Paolo miró de nuevo las partituras, sin embargo no eran las mismas. Un delgado libro se encontraba sobre el atril. La portada color carmesí hacía resaltar las letras color oro:

Giuseppe Tartini

La Sonata del Diavolo

in G minor

III

Paolo, expectante, abrió el libro encontrándose con la partitura de la Sonata. Comenzó a leerla, la convirtió en notas musicales que pudieran ensordecer los gritos de aquella vieja mujer. Con el roce del arco sobre las cuerdas dejó escapar lo hermoso de la sonata, caricias sonoras que se esparcían por el lugar, que le hacían recordar un sueño. Feliz e hipnotizado quedó. La Sra. Piattoli molesta inquirió: "¿Qué te pasa mocoso? Eso no es lo que te dije que...", "cállate, mujer", la interrumpió una voz gruesa y firme proveniente de Paolo, quien seguía tocando sin retirar la mirada de las pupilas femeninas.


La mujer, consternada, dejó caer el cigarrillo sobre la alfombra vieja y roída. Súbitamente una hoguera cercó a la anciana. La respiración de la vieja comenzó a ser agitada y difícil. El cigarro proseguía emanando humo, creando cataratas gaseosas que adquirían varias formas, humanas y animales, se movían al ritmo del canto del instrumento. Se elevaban, serpenteaban para llegar a las fosas nasales de la Sra. Piattoli. Las nubes blancas entraban por su nariz, recorrían sus pulmones, su interior; después salían por su boca con un color sangre para incorporarse a las llamaradas danzarinas que la rodeaban. La Sra. Piattoli profirió gemidos de asfixia acompañados de espasmos.


La sonata permanecía cantando. Paolo se detuvo un instante y la maestra recuperó el aliento, trató de restablecer su respiración, pero no lo logró. El niño continuó con la melodía y, de inmediato, la mujer prosiguió con la asfixia, con el inacabable humo de cigarrillo penetrando las membranas de su interior, recorriendo su ser. Consciente de lo que hacía, Paolo realizó infinidad de intermedios para alargar el martirio de aquella mujer.


"Tendréis que soportarlo signora Piattoli, sólo falta un movimiento y habremos terminado con esto", Paolo recomendó a su profesora, quien con una mano extendida parecía suplicarle que parara.
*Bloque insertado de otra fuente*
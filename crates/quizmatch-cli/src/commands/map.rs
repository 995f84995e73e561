//! The `quizmatch map` command.

use std::path::PathBuf;

use anyhow::Result;

use quizmatch_core::grader::map_references;
use quizmatch_core::grades::load_grade_records;
use quizmatch_core::table::{read_wide_questions, write_mapping};

use super::{load_config, print_anomalies, Overrides};

pub fn execute(
    grades: PathBuf,
    questions: PathBuf,
    output: PathBuf,
    threshold: Option<f64>,
    config_path: Option<PathBuf>,
) -> Result<()> {
    let config = load_config(
        config_path.as_deref(),
        Overrides {
            threshold,
            ..Overrides::default()
        },
    )?;

    let key = read_wide_questions(&questions)?;
    let records = load_grade_records(&grades, &config.grades, &config.schema)?;
    print_anomalies(&records.anomalies);

    let mapping = map_references(&records.value, &key, &config.matching);
    write_mapping(&output, &mapping)?;

    let matched = mapping.iter().filter(|m| m.matched).count();
    println!(
        "Matched {matched} of {} references (threshold {:.2}) to {}",
        mapping.len(),
        config.matching.threshold,
        output.display()
    );
    for row in mapping.iter().filter(|m| !m.matched) {
        eprintln!("  no match: {:?} (best {:.3})", row.reference, row.score);
    }
    Ok(())
}
//! quizmatch CLI, the command-line front end to the grading pipeline.

use std::path::PathBuf;
use std::process;

use clap::{Parser, Subcommand};

mod commands;

#[derive(Parser)]
#[command(
    name = "quizmatch",
    version,
    about = "Reconcile quiz exports with grade sheets and report per student"
)]
struct Cli {
    /// Config file path
    #[arg(long, global = true)]
    config: Option<PathBuf>,

    #[command(subcommand)]
    command: Commands,
}

#[derive(Subcommand)]
enum Commands {
    /// Extract the question bank from a QTI quiz export
    Extract {
        /// QTI XML file
        #[arg(long)]
        input: PathBuf,

        /// Output question bank CSV
        #[arg(long, default_value = "question_bank.csv")]
        output: PathBuf,
    },

    /// Pivot the question bank into the wide answer key
    Pivot {
        /// Question bank CSV
        #[arg(long)]
        bank: PathBuf,

        /// Output wide table CSV
        #[arg(long, default_value = "questions_wide.csv")]
        output: PathBuf,

        /// Options per question (overrides config)
        #[arg(long)]
        options: Option<usize>,
    },

    /// Match grade-source question references to the answer key
    Map {
        /// Grade source CSV
        #[arg(long)]
        grades: PathBuf,

        /// Wide answer key CSV
        #[arg(long)]
        questions: PathBuf,

        /// Output mapping CSV
        #[arg(long, default_value = "question_mapping.csv")]
        output: PathBuf,

        /// Match threshold (overrides config)
        #[arg(long)]
        threshold: Option<f64>,
    },

    /// Grade every student answer against the answer key
    Grade {
        /// Grade source CSV
        #[arg(long)]
        grades: PathBuf,

        /// Wide answer key CSV
        #[arg(long)]
        questions: PathBuf,

        /// Output graded table CSV
        #[arg(long, default_value = "graded.csv")]
        output: PathBuf,

        /// Match threshold (overrides config)
        #[arg(long)]
        threshold: Option<f64>,

        /// Grade source layout: auto, flags, answers (overrides config)
        #[arg(long)]
        layout: Option<String>,
    },

    /// Render per-student reports from a graded table
    Report {
        /// Graded table CSV
        #[arg(long)]
        graded: PathBuf,

        /// Wide answer key CSV
        #[arg(long)]
        questions: PathBuf,

        /// Output directory
        #[arg(long, default_value = "reports")]
        output: PathBuf,

        /// Output format: markdown, html, all (overrides config)
        #[arg(long)]
        format: Option<String>,

        /// List only questions not answered correctly
        #[arg(long)]
        only_incorrect: bool,
    },

    /// Run the whole pipeline
    Run {
        /// QTI XML file
        #[arg(long)]
        quiz: PathBuf,

        /// Grade source CSV
        #[arg(long)]
        grades: PathBuf,

        /// Output directory
        #[arg(long, default_value = "./quizmatch-out")]
        output: PathBuf,

        /// Match threshold (overrides config)
        #[arg(long)]
        threshold: Option<f64>,

        /// Grade source layout: auto, flags, answers (overrides config)
        #[arg(long)]
        layout: Option<String>,

        /// Exit code 1 if any anomaly was recorded
        #[arg(long)]
        fail_on_anomaly: bool,
    },

    /// Create a starter quizmatch.toml
    Init,
}

fn main() {
    tracing_subscriber::fmt()
        .with_writer(std::io::stderr)
        .with_env_filter(
            tracing_subscriber::EnvFilter::from_default_env()
                .add_directive("quizmatch=info".parse().unwrap()),
        )
        .init();

    let cli = Cli::parse();
    let config = cli.config;

    let result = match cli.command {
        Commands::Extract { input, output } => commands::extract::execute(input, output),
        Commands::Pivot {
            bank,
            output,
            options,
        } => commands::pivot::execute(bank, output, options, config),
        Commands::Map {
            grades,
            questions,
            output,
            threshold,
        } => commands::map::execute(grades, questions, output, threshold, config),
        Commands::Grade {
            grades,
            questions,
            output,
            threshold,
            layout,
        } => commands::grade::execute(grades, questions, output, threshold, layout, config),
        Commands::Report {
            graded,
            questions,
            output,
            format,
            only_incorrect,
        } => commands::report::execute(graded, questions, output, format, only_incorrect, config),
        Commands::Run {
            quiz,
            grades,
            output,
            threshold,
            layout,
            fail_on_anomaly,
        } => commands::run::execute(quiz, grades, output, threshold, layout, fail_on_anomaly, config),
        Commands::Init => commands::init::execute(),
    };

    if let Err(e) = result {
        eprintln!("Error: {e:#}");
        process::exit(1);
    }
}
Una enorme sonrisa se dibujó en el rostro infantil. Con entusiasmo interpretó el último movimiento de la sonata. Los suaves sonidos se transmutaron en otros fuertes y tormentosos. La desesperación de la mujer aumentaba con cada nota, la presencia de aire era casi nula. Los ojos de la profesora se desprendieron súbitamente y los gemidos ya casi desaparecían. Un líquido amarillento escurría de sus fosas nasales. La Sonata del Diavolo continuaba, a punto del desenlace. Paolo, orgulloso, cerraba los ojos y se deleitaba con el esplendoroso cántico de las cuerdas. Disfrutaba de esas notas secas que hacían bailar al fuego y que sólo a algunas personas les robaba el aliento.